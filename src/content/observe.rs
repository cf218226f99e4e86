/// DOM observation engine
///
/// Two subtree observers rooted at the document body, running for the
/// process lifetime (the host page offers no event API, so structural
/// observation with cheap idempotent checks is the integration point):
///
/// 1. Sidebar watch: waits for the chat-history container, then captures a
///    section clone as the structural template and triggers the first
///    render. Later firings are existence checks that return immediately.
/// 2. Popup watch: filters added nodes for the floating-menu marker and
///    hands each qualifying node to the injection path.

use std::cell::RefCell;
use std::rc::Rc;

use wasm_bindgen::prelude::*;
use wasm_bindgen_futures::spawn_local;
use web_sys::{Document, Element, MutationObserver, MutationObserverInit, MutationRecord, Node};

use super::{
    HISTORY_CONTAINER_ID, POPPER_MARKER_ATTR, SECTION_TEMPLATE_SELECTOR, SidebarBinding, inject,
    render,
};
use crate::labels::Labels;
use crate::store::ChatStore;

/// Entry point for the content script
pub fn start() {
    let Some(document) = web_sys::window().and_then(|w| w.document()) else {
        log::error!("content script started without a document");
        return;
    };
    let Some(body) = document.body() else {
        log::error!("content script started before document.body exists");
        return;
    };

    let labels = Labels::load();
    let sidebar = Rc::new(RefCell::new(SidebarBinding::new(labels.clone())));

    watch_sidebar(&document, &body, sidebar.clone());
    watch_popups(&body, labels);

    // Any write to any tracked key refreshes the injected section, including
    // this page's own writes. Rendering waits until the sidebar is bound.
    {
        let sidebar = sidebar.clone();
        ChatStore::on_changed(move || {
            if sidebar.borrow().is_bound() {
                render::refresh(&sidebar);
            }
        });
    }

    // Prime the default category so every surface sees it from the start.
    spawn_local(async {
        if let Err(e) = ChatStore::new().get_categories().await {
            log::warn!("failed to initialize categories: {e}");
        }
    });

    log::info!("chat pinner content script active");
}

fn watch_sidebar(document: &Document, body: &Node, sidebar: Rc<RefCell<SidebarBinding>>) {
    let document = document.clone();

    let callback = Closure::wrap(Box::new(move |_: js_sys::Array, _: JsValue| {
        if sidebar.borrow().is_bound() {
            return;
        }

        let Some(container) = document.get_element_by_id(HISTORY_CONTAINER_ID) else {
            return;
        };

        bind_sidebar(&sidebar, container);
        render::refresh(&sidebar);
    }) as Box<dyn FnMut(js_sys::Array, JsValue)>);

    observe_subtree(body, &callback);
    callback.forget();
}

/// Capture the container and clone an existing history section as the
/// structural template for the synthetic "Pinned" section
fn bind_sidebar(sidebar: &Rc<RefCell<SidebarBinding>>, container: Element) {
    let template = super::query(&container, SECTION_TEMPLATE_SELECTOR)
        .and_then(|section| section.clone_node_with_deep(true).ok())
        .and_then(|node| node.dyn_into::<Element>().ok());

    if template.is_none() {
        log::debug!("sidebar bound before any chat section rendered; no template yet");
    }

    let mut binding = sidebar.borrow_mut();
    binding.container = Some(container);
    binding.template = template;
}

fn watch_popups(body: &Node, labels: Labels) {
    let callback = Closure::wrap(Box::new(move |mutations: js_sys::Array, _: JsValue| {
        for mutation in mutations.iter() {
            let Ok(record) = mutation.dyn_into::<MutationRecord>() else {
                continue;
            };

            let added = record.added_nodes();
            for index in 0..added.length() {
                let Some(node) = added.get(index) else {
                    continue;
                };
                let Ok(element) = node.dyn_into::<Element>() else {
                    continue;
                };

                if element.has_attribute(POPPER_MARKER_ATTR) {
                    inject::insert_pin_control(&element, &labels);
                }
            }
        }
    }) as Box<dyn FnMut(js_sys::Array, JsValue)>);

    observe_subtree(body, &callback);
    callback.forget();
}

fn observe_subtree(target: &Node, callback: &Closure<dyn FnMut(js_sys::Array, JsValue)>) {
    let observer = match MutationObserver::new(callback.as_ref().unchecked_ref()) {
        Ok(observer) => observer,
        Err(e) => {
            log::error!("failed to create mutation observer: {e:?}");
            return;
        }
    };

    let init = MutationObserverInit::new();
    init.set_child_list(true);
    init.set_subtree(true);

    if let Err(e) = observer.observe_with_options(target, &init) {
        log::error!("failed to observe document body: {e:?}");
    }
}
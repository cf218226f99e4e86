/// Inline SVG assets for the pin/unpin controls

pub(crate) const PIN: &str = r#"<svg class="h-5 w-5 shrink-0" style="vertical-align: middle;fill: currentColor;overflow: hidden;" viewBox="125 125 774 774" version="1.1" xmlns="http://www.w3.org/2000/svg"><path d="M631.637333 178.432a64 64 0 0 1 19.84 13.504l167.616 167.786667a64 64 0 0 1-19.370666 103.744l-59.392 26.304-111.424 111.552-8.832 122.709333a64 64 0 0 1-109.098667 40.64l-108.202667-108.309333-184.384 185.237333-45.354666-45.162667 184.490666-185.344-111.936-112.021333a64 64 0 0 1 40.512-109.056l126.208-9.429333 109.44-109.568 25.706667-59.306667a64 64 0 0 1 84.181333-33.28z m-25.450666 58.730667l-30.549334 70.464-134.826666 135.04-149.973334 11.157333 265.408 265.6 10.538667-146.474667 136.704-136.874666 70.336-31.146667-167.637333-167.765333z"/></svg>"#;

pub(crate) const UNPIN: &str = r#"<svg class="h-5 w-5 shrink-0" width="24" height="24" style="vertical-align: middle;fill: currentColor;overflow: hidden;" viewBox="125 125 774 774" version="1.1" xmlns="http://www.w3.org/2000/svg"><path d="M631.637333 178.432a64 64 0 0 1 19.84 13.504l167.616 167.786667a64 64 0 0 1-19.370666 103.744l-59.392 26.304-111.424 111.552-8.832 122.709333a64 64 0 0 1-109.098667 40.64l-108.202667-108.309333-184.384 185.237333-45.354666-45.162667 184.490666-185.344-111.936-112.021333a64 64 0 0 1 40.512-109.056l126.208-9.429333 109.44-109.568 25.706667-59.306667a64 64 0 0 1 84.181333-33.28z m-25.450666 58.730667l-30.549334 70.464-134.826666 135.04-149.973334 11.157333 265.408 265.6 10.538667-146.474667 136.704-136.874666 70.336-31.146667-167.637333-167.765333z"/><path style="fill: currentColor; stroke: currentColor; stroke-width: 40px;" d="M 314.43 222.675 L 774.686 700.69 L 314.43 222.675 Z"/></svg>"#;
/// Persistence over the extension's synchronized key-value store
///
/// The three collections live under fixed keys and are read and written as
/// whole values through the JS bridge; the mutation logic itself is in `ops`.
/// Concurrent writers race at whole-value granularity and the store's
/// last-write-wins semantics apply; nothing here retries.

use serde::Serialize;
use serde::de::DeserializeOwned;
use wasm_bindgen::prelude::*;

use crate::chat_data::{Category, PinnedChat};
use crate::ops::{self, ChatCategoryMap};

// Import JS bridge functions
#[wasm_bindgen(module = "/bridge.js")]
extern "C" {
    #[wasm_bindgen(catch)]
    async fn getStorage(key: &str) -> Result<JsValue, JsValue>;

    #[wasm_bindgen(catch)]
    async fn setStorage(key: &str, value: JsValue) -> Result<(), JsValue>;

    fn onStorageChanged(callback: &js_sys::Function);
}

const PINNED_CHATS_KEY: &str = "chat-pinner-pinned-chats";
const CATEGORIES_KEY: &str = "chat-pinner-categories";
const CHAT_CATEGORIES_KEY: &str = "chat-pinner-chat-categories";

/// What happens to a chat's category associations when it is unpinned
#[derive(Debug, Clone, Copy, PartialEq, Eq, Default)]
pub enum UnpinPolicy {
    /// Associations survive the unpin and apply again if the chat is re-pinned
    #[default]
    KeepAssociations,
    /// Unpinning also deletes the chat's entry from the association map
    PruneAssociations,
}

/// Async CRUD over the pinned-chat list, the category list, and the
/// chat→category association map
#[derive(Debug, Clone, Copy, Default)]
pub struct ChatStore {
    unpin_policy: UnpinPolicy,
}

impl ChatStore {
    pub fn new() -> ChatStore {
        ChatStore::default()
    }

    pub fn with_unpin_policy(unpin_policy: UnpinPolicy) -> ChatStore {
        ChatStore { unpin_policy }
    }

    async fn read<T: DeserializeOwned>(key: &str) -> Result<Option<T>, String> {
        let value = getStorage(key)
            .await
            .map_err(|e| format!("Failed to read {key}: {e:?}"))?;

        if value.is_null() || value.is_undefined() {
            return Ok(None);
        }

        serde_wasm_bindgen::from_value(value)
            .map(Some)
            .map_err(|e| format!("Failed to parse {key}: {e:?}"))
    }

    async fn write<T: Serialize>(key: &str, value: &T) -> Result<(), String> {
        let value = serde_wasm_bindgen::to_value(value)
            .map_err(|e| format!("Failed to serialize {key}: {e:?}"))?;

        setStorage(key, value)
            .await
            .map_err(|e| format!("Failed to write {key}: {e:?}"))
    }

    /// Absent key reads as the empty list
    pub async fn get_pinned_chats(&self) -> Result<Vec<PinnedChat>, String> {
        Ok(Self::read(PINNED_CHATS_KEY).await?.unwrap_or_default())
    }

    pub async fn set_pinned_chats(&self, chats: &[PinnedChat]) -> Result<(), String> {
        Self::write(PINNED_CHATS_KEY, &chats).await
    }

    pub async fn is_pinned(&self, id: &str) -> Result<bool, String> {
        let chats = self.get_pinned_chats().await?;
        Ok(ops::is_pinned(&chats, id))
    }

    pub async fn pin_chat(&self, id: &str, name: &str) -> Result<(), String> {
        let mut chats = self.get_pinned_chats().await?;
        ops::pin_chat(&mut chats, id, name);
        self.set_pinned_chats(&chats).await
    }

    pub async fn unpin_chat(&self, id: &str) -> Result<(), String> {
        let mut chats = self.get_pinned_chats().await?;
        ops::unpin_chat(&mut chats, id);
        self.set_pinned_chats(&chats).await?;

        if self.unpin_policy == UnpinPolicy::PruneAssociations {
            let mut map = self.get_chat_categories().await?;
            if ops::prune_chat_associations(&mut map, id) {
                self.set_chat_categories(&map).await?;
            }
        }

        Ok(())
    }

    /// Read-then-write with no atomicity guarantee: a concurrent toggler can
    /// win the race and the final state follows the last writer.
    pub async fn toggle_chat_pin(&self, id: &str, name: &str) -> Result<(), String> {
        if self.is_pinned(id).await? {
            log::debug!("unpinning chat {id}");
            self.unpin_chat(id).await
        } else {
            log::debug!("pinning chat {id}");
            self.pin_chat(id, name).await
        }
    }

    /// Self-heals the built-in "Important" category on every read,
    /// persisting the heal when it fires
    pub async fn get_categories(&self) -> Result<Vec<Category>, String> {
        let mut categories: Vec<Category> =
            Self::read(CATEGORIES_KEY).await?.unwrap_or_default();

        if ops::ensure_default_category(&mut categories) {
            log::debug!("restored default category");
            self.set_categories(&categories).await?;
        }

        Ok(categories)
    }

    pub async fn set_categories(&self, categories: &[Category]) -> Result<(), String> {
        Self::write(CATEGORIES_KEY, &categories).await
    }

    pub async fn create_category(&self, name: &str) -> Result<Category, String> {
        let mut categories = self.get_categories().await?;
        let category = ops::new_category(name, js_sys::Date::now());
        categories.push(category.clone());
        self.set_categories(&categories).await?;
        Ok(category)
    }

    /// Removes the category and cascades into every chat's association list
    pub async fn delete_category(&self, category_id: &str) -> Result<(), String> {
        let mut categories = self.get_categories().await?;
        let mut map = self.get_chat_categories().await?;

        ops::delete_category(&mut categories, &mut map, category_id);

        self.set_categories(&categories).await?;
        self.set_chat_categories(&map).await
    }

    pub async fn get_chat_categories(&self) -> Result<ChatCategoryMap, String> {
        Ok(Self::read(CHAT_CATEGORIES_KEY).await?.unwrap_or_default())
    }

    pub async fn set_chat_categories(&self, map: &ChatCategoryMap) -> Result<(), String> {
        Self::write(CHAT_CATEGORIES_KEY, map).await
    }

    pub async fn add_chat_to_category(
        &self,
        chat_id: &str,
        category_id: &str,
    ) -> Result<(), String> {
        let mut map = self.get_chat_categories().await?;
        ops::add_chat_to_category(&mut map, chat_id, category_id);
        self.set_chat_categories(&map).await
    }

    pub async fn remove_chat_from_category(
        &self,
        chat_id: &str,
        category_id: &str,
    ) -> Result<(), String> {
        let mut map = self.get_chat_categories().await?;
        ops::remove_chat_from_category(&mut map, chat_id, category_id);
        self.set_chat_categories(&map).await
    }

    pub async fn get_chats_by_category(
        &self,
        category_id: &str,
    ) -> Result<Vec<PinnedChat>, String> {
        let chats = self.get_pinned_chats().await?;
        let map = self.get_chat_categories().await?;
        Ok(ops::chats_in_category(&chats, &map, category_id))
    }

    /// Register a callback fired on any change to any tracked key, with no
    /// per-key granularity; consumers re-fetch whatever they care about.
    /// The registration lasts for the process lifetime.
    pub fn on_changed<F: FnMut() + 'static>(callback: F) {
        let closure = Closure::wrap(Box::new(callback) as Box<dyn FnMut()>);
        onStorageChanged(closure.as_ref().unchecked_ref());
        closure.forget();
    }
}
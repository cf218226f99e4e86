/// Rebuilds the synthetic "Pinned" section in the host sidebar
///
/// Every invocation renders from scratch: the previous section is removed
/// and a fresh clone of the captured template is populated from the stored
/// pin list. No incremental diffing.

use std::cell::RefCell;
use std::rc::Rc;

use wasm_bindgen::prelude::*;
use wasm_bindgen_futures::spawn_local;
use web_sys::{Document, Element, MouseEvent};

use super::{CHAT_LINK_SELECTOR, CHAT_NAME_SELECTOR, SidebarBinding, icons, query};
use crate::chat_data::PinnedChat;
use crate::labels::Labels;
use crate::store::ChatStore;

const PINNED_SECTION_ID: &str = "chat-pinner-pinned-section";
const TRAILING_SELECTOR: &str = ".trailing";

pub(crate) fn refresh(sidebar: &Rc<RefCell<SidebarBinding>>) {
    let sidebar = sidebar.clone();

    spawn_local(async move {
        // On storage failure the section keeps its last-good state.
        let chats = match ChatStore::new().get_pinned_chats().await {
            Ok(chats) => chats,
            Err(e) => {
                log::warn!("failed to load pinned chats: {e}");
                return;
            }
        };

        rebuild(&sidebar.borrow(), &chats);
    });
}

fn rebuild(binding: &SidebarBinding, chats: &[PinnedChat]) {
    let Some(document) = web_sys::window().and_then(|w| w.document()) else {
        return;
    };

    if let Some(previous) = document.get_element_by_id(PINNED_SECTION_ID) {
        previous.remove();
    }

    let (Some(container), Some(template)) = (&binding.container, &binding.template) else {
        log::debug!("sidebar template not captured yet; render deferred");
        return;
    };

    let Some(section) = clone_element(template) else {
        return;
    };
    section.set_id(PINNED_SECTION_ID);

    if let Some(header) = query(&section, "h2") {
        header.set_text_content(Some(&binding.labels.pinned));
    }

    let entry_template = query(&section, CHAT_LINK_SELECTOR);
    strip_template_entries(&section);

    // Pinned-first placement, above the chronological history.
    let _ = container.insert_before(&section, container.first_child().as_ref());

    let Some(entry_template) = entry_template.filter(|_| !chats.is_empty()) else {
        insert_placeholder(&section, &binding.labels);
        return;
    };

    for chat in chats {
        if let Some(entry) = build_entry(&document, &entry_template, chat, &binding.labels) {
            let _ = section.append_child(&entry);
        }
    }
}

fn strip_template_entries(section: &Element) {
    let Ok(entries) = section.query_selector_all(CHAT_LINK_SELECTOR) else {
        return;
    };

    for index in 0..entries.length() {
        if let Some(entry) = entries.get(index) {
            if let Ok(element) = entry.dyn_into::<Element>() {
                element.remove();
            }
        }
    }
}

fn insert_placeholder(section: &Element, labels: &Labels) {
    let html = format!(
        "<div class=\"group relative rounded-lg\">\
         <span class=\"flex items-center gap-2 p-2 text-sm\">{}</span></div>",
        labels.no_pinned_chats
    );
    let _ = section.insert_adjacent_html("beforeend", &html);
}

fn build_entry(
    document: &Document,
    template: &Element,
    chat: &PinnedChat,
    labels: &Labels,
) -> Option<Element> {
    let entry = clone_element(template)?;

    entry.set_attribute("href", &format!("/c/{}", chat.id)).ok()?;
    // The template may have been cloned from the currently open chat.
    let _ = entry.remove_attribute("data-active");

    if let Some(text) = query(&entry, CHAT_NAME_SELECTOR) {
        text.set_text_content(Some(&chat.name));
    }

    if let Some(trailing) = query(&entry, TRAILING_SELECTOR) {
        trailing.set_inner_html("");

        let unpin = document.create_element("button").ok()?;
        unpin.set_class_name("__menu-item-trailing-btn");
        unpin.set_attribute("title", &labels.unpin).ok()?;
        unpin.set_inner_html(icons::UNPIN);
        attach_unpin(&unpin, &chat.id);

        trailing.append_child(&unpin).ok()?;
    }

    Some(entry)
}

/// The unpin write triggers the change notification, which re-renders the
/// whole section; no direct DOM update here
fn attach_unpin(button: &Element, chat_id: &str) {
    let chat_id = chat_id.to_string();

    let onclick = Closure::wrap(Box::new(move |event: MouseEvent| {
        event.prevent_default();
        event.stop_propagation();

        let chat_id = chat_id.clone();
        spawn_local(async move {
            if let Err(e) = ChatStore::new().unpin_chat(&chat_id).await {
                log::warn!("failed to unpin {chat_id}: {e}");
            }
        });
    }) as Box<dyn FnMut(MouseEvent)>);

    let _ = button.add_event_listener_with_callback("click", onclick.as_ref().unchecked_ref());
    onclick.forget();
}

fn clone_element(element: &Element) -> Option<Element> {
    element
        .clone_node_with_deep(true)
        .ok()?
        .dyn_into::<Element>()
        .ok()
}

★ ★ ★ ★ ★

## Work item:
What you give back must match the material exactly, beginning with its first line and ending with the line holding "API, so structural".

## Expected answer:
filename src/content/observe.rs
repository cf218226f99e4e86
/// DOM observation engine
///
/// Two subtree observers rooted at the document body, running for the
/// process lifetime (the host page offers no event API, so structural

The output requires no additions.